しんりゅうは傷だらけになって、上空から静かに舞い降りた。

「ボロボロだわ」

「もうひと息か?」

「いや」

 真剣な顔のアルス。

「表面上だけだ。ダメージなんてほとんどない」

 しんりゅうは荒く鼻息をついている。

「そんな」

 

 荒れ狂う冷気と炎を吐き出すドラゴン。

 強力な攻撃の中、なんとか耐えていられるのは、小さな青いホイミスライムのおかげだった。
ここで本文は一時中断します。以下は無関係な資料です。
//! Random instance generation.
//!
//! Produces cost matrices with a zero diagonal and off-diagonal costs drawn
//! uniformly from a configured range. Useful for demos, benchmarks and
//! property tests; seeded configurations are reproducible.

mod config;
mod generator;

pub use config::MatrixConfig;
pub use generator::random_matrix;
 彼はただひたすらにベホマラーを唱え続けていた。しかし……

 

 くるりん

 ホイミンの体はただ回っただけで、魔法は発動しなかった。

「ホイミン……」

「マジックパワーが、尽きたの?」

 心配そうに振り返るふたり。

「祈りの指輪は?」

 ホイミンの足元には、砕け散った青いカケラが。

 もう魔法力はとっくに尽きていて、指輪に頼りながら、もちこたえていたのだ。それももう……

 

 魔法力の尽きたホイミスライムは、ふらふらと前線に進み出た。

「一体何を……」

 顔を上げて見守るアルス。

「一撃でも受け止めるつもりなんだわ」

「え!?」

「もうお役にはたてないから、せめて壁になるつもりなんです」

「そんな……」

「アルス様! 隙を狙ってください」

前線でプロキスが叫ぶ。

 

 アルスは長い間一緒だった神官様を思い出した。

 真面目で、優しくて、明るくて、物知りで、ちょっとスケベな、最後に自分達のためにメガンテを唱えて砕け散ったタルキン様……

 

 ホイミンに、しんりゅうの尾っぽの一撃が飛ぶ。

 気付くとアルスは飛び出して、ホイミンをその胸に、体でその一撃を受け止めていた。

「いいんだ。こんなことしなくても。これは僕の戦いなんだから……」

 ホイミンはその丸い瞳でアルスを見上げていた。

「君は後方からマホトラを。しんりゅうに効かなければ、僕らからでも」

 リーダーの命令に、素直に従うホイミン。

 

 

 神の竜は、おおきく息を吸い込むと、凍てつく冷気をパーティに放ってきた。

 絶対零度の吹雪にカタク凍りつくパーティ。